WORK TASK: Each line below from the one containing "handle is never" through the one containing "pub struct EffectiveConfig" should be output exactly as it stands, and no other line should appear.

***** ENTRIES PROVIDED *****

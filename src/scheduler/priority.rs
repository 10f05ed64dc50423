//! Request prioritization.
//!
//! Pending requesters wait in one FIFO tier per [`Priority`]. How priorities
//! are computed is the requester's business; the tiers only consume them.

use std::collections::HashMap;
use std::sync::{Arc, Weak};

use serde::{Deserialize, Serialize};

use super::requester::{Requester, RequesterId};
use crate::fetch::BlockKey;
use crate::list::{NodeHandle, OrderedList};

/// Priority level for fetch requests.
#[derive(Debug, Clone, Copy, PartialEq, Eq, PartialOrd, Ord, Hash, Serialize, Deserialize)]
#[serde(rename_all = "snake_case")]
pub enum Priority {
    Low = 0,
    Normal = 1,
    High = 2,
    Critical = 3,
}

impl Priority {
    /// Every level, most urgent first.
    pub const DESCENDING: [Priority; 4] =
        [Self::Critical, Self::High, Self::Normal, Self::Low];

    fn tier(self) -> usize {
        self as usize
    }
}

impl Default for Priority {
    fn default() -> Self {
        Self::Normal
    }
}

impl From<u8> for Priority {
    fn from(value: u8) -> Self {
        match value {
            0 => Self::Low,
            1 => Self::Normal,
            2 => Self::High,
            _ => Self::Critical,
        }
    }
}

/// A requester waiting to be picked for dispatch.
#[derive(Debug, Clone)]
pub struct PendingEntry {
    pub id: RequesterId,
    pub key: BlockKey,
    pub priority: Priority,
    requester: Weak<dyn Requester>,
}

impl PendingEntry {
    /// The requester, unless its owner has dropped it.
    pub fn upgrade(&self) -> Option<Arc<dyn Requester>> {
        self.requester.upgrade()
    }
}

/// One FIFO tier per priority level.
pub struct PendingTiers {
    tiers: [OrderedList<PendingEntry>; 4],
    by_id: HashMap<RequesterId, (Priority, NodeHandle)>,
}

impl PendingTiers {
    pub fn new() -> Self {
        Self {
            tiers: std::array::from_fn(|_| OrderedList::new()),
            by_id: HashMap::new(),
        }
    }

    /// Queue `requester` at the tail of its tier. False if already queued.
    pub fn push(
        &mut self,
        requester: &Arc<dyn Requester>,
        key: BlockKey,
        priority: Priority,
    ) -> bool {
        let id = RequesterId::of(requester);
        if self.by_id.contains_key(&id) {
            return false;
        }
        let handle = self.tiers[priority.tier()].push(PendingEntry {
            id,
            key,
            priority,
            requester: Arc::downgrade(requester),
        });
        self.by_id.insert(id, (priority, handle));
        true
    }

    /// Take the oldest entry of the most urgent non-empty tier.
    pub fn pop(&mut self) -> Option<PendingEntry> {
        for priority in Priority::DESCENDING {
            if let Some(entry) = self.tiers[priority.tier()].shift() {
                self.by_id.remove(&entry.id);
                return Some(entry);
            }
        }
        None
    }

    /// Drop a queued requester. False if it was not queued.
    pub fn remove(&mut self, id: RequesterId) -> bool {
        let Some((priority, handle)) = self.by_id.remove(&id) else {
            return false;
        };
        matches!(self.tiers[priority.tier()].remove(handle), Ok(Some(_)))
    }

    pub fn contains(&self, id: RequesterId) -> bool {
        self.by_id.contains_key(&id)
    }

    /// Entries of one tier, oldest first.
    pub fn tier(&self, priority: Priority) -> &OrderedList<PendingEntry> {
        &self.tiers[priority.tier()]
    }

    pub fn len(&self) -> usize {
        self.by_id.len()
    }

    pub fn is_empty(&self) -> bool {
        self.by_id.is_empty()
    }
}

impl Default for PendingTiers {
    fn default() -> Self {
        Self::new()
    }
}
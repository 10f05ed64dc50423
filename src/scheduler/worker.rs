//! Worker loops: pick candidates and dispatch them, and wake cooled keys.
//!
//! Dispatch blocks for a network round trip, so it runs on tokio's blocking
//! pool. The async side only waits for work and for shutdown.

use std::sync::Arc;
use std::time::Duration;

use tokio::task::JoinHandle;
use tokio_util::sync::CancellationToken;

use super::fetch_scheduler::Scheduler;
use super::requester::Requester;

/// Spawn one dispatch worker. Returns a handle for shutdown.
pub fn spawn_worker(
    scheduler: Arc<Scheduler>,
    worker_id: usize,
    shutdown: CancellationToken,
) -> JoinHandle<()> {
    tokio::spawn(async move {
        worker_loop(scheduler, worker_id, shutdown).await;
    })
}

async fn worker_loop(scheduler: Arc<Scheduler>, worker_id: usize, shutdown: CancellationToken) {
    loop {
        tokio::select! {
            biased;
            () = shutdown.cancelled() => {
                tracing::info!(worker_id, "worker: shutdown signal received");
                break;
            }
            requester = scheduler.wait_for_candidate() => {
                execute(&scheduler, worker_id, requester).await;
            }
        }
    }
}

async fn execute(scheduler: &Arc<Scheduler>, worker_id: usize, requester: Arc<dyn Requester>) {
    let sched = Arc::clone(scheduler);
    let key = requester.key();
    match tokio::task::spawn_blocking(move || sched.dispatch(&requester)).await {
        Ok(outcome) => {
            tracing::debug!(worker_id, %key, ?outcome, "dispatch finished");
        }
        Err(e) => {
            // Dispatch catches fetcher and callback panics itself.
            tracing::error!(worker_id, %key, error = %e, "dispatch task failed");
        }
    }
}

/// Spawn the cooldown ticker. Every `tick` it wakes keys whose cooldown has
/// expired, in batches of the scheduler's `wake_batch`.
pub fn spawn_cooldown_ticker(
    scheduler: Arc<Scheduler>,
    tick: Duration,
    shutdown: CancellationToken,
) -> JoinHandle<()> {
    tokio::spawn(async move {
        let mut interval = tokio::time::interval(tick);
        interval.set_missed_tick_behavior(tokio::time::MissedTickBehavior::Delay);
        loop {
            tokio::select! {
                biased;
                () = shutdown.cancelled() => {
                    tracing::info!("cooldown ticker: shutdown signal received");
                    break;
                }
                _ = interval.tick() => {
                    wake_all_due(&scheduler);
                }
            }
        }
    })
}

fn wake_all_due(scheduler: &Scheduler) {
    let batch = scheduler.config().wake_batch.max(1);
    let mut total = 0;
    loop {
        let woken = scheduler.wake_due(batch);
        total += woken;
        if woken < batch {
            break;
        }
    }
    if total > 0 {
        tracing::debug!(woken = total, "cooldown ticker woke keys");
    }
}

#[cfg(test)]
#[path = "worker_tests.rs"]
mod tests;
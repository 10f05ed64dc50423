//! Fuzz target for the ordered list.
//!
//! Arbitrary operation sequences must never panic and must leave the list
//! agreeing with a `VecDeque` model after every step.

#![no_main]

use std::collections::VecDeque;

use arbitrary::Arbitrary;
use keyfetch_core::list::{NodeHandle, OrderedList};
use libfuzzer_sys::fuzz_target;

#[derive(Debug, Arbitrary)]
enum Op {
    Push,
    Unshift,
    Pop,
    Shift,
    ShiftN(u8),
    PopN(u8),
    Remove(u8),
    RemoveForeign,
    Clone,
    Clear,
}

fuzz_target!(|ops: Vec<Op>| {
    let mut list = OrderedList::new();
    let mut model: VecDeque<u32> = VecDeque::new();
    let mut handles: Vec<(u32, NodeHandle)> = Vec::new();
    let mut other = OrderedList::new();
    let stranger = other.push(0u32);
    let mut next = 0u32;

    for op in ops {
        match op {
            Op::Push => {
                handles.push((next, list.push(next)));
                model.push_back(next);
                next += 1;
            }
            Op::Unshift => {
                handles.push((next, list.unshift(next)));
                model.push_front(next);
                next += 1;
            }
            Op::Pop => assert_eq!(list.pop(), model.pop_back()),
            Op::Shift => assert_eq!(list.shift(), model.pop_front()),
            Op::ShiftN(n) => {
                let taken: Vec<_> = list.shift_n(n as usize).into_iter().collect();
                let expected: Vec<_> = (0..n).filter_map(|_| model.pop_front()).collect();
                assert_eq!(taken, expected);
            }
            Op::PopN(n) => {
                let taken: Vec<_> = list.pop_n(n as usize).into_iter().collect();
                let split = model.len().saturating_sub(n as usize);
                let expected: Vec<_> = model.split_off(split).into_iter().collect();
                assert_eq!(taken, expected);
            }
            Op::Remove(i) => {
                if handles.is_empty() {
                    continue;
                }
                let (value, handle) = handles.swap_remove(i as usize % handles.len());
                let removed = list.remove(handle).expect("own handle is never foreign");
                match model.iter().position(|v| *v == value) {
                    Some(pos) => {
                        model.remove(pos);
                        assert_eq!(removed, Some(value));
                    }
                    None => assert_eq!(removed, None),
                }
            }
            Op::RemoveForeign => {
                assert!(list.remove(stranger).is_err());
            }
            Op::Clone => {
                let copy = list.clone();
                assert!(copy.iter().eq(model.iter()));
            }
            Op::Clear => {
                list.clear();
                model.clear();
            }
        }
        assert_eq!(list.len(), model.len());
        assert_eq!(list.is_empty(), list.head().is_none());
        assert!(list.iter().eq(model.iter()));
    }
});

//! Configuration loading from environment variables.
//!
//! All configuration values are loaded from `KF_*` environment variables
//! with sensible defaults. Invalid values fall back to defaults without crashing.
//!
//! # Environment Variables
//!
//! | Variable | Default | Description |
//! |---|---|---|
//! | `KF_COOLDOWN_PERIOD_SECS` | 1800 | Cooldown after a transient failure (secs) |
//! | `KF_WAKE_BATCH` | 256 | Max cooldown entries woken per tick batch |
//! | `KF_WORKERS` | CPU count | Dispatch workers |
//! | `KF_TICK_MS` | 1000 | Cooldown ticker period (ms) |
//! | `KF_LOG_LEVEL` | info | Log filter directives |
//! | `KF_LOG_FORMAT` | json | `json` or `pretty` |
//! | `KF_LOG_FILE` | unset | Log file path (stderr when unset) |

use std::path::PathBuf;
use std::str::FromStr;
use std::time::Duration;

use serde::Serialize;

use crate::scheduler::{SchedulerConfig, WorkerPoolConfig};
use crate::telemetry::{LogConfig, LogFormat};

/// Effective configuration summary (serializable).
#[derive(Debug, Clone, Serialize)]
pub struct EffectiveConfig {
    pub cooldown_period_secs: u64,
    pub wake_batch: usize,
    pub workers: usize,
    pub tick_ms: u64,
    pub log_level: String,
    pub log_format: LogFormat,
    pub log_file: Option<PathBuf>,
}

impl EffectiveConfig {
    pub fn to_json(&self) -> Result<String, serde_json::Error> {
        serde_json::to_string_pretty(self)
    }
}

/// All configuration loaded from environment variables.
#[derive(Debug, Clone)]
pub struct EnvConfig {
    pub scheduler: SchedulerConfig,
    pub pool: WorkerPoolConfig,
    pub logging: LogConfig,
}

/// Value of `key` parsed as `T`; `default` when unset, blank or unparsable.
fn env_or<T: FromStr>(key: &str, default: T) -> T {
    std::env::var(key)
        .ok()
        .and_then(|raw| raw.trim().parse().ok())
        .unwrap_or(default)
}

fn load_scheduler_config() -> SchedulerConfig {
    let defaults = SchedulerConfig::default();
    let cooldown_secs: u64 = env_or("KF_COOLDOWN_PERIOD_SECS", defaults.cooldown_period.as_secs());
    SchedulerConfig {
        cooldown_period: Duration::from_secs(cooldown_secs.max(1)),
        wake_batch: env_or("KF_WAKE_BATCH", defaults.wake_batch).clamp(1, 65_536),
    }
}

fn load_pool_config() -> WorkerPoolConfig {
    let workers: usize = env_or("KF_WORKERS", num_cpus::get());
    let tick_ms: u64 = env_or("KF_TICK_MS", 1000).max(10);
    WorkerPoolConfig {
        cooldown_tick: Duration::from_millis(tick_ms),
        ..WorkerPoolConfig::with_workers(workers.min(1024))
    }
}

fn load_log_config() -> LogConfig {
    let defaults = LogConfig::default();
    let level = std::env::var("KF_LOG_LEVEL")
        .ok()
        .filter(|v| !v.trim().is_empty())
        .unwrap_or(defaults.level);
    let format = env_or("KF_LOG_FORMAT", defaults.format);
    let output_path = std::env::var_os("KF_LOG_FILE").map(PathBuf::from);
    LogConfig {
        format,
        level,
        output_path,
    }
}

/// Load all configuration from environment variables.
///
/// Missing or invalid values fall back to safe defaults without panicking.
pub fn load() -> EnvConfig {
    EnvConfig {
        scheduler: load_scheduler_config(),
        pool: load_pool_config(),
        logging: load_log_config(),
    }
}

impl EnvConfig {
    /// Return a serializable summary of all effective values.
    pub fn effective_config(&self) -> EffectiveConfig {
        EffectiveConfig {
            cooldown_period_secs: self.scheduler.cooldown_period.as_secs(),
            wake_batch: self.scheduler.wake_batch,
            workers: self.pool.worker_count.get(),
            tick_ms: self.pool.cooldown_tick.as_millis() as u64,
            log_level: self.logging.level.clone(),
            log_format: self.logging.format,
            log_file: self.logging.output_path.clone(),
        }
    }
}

*****

WRITTEN ANSWER:
                let removed = list.remove(handle).expect("own handle is never foreign");
                match model.iter().position(|v| *v == value) {
                    Some(pos) => {
                        model.remove(pos);
                        assert_eq!(removed, Some(value));
                    }
                    None => assert_eq!(removed, None),
                }
            }
            Op::RemoveForeign => {
                assert!(list.remove(stranger).is_err());
            }
            Op::Clone => {
                let copy = list.clone();
                assert!(copy.iter().eq(model.iter()));
            }
            Op::Clear => {
                list.clear();
                model.clear();
            }
        }
        assert_eq!(list.len(), model.len());
        assert_eq!(list.is_empty(), list.head().is_none());
        assert!(list.iter().eq(model.iter()));
    }
});

//! Configuration loading from environment variables.
//!
//! All configuration values are loaded from `KF_*` environment variables
//! with sensible defaults. Invalid values fall back to defaults without crashing.
//!
//! # Environment Variables
//!
//! | Variable | Default | Description |
//! |---|---|---|
//! | `KF_COOLDOWN_PERIOD_SECS` | 1800 | Cooldown after a transient failure (secs) |
//! | `KF_WAKE_BATCH` | 256 | Max cooldown entries woken per tick batch |
//! | `KF_WORKERS` | CPU count | Dispatch workers |
//! | `KF_TICK_MS` | 1000 | Cooldown ticker period (ms) |
//! | `KF_LOG_LEVEL` | info | Log filter directives |
//! | `KF_LOG_FORMAT` | json | `json` or `pretty` |
//! | `KF_LOG_FILE` | unset | Log file path (stderr when unset) |

use std::path::PathBuf;
use std::str::FromStr;
use std::time::Duration;

use serde::Serialize;

use crate::scheduler::{SchedulerConfig, WorkerPoolConfig};
use crate::telemetry::{LogConfig, LogFormat};

/// Effective configuration summary (serializable).
#[derive(Debug, Clone, Serialize)]
pub struct EffectiveConfig {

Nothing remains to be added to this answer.